What is it about those small cathedral towns, which in England are by definition cities, no matter how tiny? Recalling those idealized places of perpetually mild weather and well-mannered people brings peace of mind. The small English town, typically with or nearby a cathedral, is the setting of many popular novels and PBS-broadcasted dramas. In such a series, there might be a murder or two, but the understated, even genteel violence is a small splash caused by a perfectly rounded stone skimmed across a pond.
A town like this that I most recently visited was Dorchester, on the River Thames. It doesn’t have a cathedral, but it is the site of an abbey. We were on our way to somewhere else, but we stopped in because my partner Laura’s father fondly remembered its abbey from his time serving with the USAAF in the forties. We studied the abbey’s interior, talked to some people, then returned to the car. We didn’t exactly rush, but we also didn’t linger.
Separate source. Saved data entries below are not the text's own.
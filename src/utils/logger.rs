/*
 * Structured logging system for kernel messages.
 *
 * Routes the `log` facade through whatever `Hal::debug_write` sink the
 * board configured, so kernel code logs with `log::info!`/`log::warn!`
 * the same way regardless of target, and host-side tests see kernel
 * diagnostics on stderr via `hal::mock::MockHal`.
 */

use log::{Level, LevelFilter, Metadata, Record};
use spin::Once;

use crate::hal::Hal;

static SINK: Once<&'static dyn Hal> = Once::new();

/// Logger implementation backed by whatever `Hal` the board installed.
struct KernelLogger;

impl log::Log for KernelLogger {
    fn enabled(&self, metadata: &Metadata) -> bool {
        metadata.level() <= Level::Info
    }

    fn log(&self, record: &Record) {
        if !self.enabled(record.metadata()) {
            return;
        }
        if let Some(hal) = SINK.get() {
            let mut buf: heapless::String<160> = heapless::String::new();
            let _ = core::fmt::write(
                &mut buf,
                format_args!("[{}] {}\n", record.level(), record.args()),
            );
            hal.debug_write(&buf);
        }
    }

    fn flush(&self) {}
}

static LOGGER: KernelLogger = KernelLogger;

/// Installs `hal` as the logging sink and registers the `log` facade.
/// Safe to call more than once; later calls only refresh the sink,
/// since `log::set_logger` itself may only succeed the first time.
pub fn init(hal: &'static dyn Hal) {
    SINK.call_once(|| hal);
    let _ = log::set_logger(&LOGGER).map(|()| log::set_max_level(LevelFilter::Info));
}
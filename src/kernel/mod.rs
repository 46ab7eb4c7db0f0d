/*
 * Kernel singleton and the free functions the HAL's exception handlers
 * call into (spec.md §4: thread table + context switcher + scheduler,
 * wired together behind one lock). Mirrors how both reference ports
 * keep a single global task/kernel struct behind a critical section
 * rather than passing it around explicitly.
 */

pub mod api;
pub mod scheduler;
pub mod tcb;
pub mod thread_table;

use spin::{Mutex, Once};

use crate::hal::Hal;
use crate::kernel::scheduler::Scheduler;
use crate::kernel::tcb::ThreadId;
use crate::kernel::thread_table::ThreadTable;

pub struct Kernel {
    pub table: ThreadTable,
    pub scheduler: Scheduler,
}

impl Kernel {
    const fn new() -> Self {
        Kernel {
            table: ThreadTable::new(),
            scheduler: Scheduler::new(),
        }
    }
}

static KERNEL: Mutex<Kernel> = Mutex::new(Kernel::new());
static HAL: Once<&'static dyn Hal> = Once::new();

pub(crate) fn hal() -> &'static dyn Hal {
    *HAL.get().expect("kernel::init was never called")
}

/// One-time kernel bring-up: records the board's `Hal`, bootstraps the
/// main thread from the currently-running stack, and installs the tick
/// timer / exception traps. Must run before any other kernel API call.
pub fn init(board_hal: &'static dyn Hal, main_stack_size: usize) {
    HAL.call_once(|| board_hal);
    KERNEL.lock().table.init_main_thread(main_stack_size);
    board_hal.install();
}

/// Called from the SysTick handler. Returns whether PendSV should be
/// requested.
pub fn on_tick(now_ms: u64) -> bool {
    let mut k = KERNEL.lock();
    let h = hal();
    k.scheduler.on_tick(&mut k.table, h, now_ms)
}

/// Called from the SVC yield trap. The HAL always raises PendSV right
/// after this regardless of the return value — if nothing else is
/// runnable, PendSV restores the same thread, which is harmless.
pub fn on_yield() {
    let mut k = KERNEL.lock();
    let _ = k.scheduler.on_yield(&k.table);
}

/// Called from the naked PendSV handler via `context_switch`. Performs
/// the actual stack-pointer handoff: stores the outgoing thread's stack
/// pointer, selects the next `Running` thread, and returns its stack
/// pointer. This is the only place that mutates `scheduler.current`.
pub fn switch_stacks(outgoing_sp: u32) -> u32 {
    let mut k = KERNEL.lock();
    let current = k.scheduler.current;
    if let Some(tcb) = k.table.get_mut(current) {
        tcb.sp = outgoing_sp as *mut u8;
    }
    let next = scheduler::Scheduler::select_next(&k.table, current);
    k.scheduler.current = next;
    match k.table.get_mut(next) {
        Some(tcb) => {
            if next != current {
                tcb.ticks_budget = crate::config::THREAD_TICK_QUANTUM;
            }
            tcb.sp as u32
        }
        None => hal().fatal_fault("no runnable thread"),
    }
}

/// Address used as the sentinel return address for every spawned
/// thread's initial stack frame (spec.md §4.1: a thread whose entry
/// function returns is killed, not left to run off the end of its
/// stack).
#[no_mangle]
extern "C" fn kernel_thread_exit() -> ! {
    exit_current();
    loop {
        core::hint::spin_loop();
    }
}

pub(crate) fn kernel_thread_exit_addr() -> usize {
    kernel_thread_exit as usize
}

pub(crate) fn exit_current() {
    let mut k = KERNEL.lock();
    let current = k.scheduler.current;
    let _ = k.table.kill(current);
    drop(k);
    hal().yield_now();
}

pub(crate) fn current_id() -> ThreadId {
    KERNEL.lock().scheduler.current
}

pub(crate) fn with_kernel<R>(f: impl FnOnce(&mut Kernel, &'static dyn Hal) -> R) -> R {
    let mut k = KERNEL.lock();
    let h = hal();
    f(&mut k, h)
}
Even so, the feel of that afternoon stays with me, along with all the small English communities that preceded it in my experience, my reading and television viewing.
Geographical locations endure in our lives as physical representations for our states of mind. We aren’t granted lasting stays in any one of them, not even our mental cathedral towns. Most of us would get bored if we actually lived in such a place. Why else do tales set in small English towns so often involve murder? And how else did I end up, after growing up in the suburbs, here in the heart of New York City? We may be seekers after peace, but we are driven by drama. Still, I’m always glad when I find myself back in the cathedral town in my mind.
This will be my last post for a month or more as we prepare for our upcoming trip to northeast Italy. I’ve never been to Italy before, though I’ve read any number of novelists and poets from that once fragmented peninsula, as well as listened to its music. I wonder what new places will establish themselves in my mind’s geography.